O cineasta norte-americano Damien Chazelle presidirá o júri do Concurso de Veneza 80, numa selecção onde estarão ainda muitos filmes e cineastas fora da competição e portanto que aproveitam esta montra, mas não são candidatos ao Leão de Ouro. É o caso de Wes Anderson que regressa num curto espaço de tempo, com uma curta-metragem, uma comédia de cerca de 39 minutos, intitulada ‘The Wonderful Story of Henry Sugar’, — um filme que marca igualmente o primeiro original para a Netflix deste realizador — a obra é baseada num conto do agora polémico escritor britânico Roald Dahl, protagonizada por Benedict Cumberbatch, Ralph Fiennes, Dev Patel e Ben Kingsley.
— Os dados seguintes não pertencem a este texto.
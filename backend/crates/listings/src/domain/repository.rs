//! Repository Traits
//!
//! Persistence seams for listings and reviews, plus the read models the
//! detail page loads in one go. Postgres implementations live in `infra`.

use kernel::id::{ListingId, ReviewId};

use crate::domain::entity::{listing::Listing, review::Review};
use crate::error::ListingsResult;

/// A review joined with its author's display name
#[derive(Debug, Clone)]
pub struct ReviewWithAuthor {
    pub review: Review,
    /// Display form of the author's user name
    pub author_name: String,
}

/// Everything the detail page needs in one read
#[derive(Debug, Clone)]
pub struct ListingDetail {
    pub listing: Listing,
    /// Display form of the owner's user name
    pub owner_name: String,
    /// Reviews in creation order, oldest first
    pub reviews: Vec<ReviewWithAuthor>,
}

/// Listing repository trait
#[trait_variant::make(ListingRepository: Send)]
pub trait LocalListingRepository {
    /// Persist a new listing
    async fn create(&self, listing: &Listing) -> ListingsResult<()>;

    /// Find a listing by ID
    async fn find_by_id(&self, listing_id: ListingId) -> ListingsResult<Option<Listing>>;

    /// Load a listing together with owner name and reviews
    async fn find_detail(&self, listing_id: ListingId) -> ListingsResult<Option<ListingDetail>>;

    /// All listings in creation order, oldest first
    async fn list_all(&self) -> ListingsResult<Vec<Listing>>;

    /// Persist changes to an existing listing
    async fn update(&self, listing: &Listing) -> ListingsResult<()>;

    /// Delete a listing; its reviews go with it
    async fn delete(&self, listing_id: ListingId) -> ListingsResult<()>;
}

/// Review repository trait
#[trait_variant::make(ReviewRepository: Send)]
pub trait LocalReviewRepository {
    /// Persist a new review
    async fn create_review(&self, review: &Review) -> ListingsResult<()>;

    /// Find a review by ID
    async fn find_review(&self, review_id: ReviewId) -> ListingsResult<Option<Review>>;

    /// Delete a review
    async fn delete_review(&self, review_id: ReviewId) -> ListingsResult<()>;
}
//! Infrastructure Layer
//!
//! Postgres-backed storage for users and sessions.

pub mod postgres;

pub use postgres::PgAuthRepository;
Nesta fortíssima seleção fora da competição estarão também ‘The Caine Mutiny Court Martial’, um poderoso drama da corte marcial de William Friedkin, protagonizado por Kiefer Sutherland. Friedkin também estará no Lido para a anunciada exibição de uma cópia remasterizada de ‘O Exorcista’ em comemoração do 50º aniversário deste filme de culto.
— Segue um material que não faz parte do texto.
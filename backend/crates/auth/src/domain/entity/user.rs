//! User Entity

use chrono::{DateTime, Utc};
use platform::password::HashedPassword;

use crate::domain::value_object::{user_id::UserId, user_name::UserName};

/// User entity
///
/// The password hash lives here because the credential is part of the
/// account itself. It never leaves the crate: Debug output is redacted
/// by the hash type and no DTO exposes it.
#[derive(Debug, Clone)]
pub struct User {
    /// Internal UUID identifier
    pub user_id: UserId,
    /// User name (unique, for login and display)
    pub user_name: UserName,
    /// Argon2id hash in PHC string format (salt embedded)
    pub password_hash: HashedPassword,
    /// When the account was registered
    pub created_at: DateTime<Utc>,
    /// Last account change
    pub updated_at: DateTime<Utc>,
}

impl User {
    /// Register a fresh account around an already-hashed credential
    pub fn new(user_name: UserName, password_hash: HashedPassword) -> Self {
        let now = Utc::now();

        Self {
            user_id: UserId::new(),
            user_name,
            password_hash,
            created_at: now,
            updated_at: now,
        }
    }
}

#[cfg(test)]
mod tests {
    use super::*;
    use platform::password::ClearTextPassword;

    fn hash(raw: &str) -> HashedPassword {
        ClearTextPassword::new(raw.to_string())
            .unwrap()
            .hash(None)
            .unwrap()
    }

    #[test]
    fn test_new_user_gets_fresh_id() {
        let a = User::new(UserName::new("alice").unwrap(), hash("correct horse battery"));
        let b = User::new(UserName::new("alice").unwrap(), hash("correct horse battery"));
        assert_ne!(a.user_id, b.user_id);
    }

    #[test]
    fn test_debug_redacts_credential() {
        let user = User::new(UserName::new("alice").unwrap(), hash("correct horse battery"));
        let debug = format!("{user:?}");
        assert!(!debug.contains("argon2id"));
    }
}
Também dois outros realizadores veteranos, mais ou menos da geração de Friedkin, ambos polémicos, — apesar das alegações de abuso sexual em torno deles, ambos têm uma forte base de fãs na Itália e na Europa em geral — apresentarão os seus novos filmes nesta secção: uma comédia de humor negro de Roman Polanski, intitulada ‘The Palace’, ambientada num luxuoso hotel, ou melhor num resort de Gstaad, nos Alpes suíços, na véspera do novo milénio, com, entre outros, o ‘nosso’ Joaquim de Almeida; e o thriller romântico de Woody Allen, ‘Coup De Chance’, todo rodado em França. E ainda vão estrear nesta secção, que por si só completa um verdadeiro festival,— vai ser muito difícil acompanhar tudo — o novo filme de Harmony Korine, intitulado ‘Aggro Dr1ft’, com o espanhol Jordi Molla e o rapper norte-americano Travis Scott e ‘Hit Man’, de Richard Linklater. Os destaques da Competição Orizzonti, a segunda em termos de importância vão para ‘Behind the Mountains’, do cineasta tunisino Mohamed Ben Attia, com Majd Mastoura, protagonista de ‘Hedi’, o drama de estreia deste realizador; ‘The Featherweight’, do realizador norte-americano Robert Kolodny, sobre Willie Pep, um lendário pugilista peso-pluma de meados do século 20, produzido pela Appian Way de Leonardo DiCaprio; e ‘Shadow of Fire’, o novo trabalho do realizador de culto japonês Shinya Tsukamoto. Na secção Orizzonti Extra, dedicada a filmes mais excêntricos, de todos os géneros, que são julgados pelo público — Veneza é também um festival de público — , inclui mais um drama de boxe de Jack Huston, intitulado ‘Day of the Fight’, com Michael Pitt; o thriller romântico de Olmo Schnabel, intitulado ‘Pet Shop Boys’; e ‘In the Land of Saints and Sinners’, um thriller de Robert Lorenz ambientado numa remota vila irlandesa, protagonizado por Liam Neeson e Kerry Condon. Fora da competição de Veneza 80 e como filme de encerramento vai estar ‘Society of the Snow’, do realizador espanhol J.A. Bayona, um thriller de sobrevivência após uma acidente de avião numas montanhas nevadas. Lá estaremos dia 30 de Agosto para acompanhar o dia-a-dia de Veneza 80!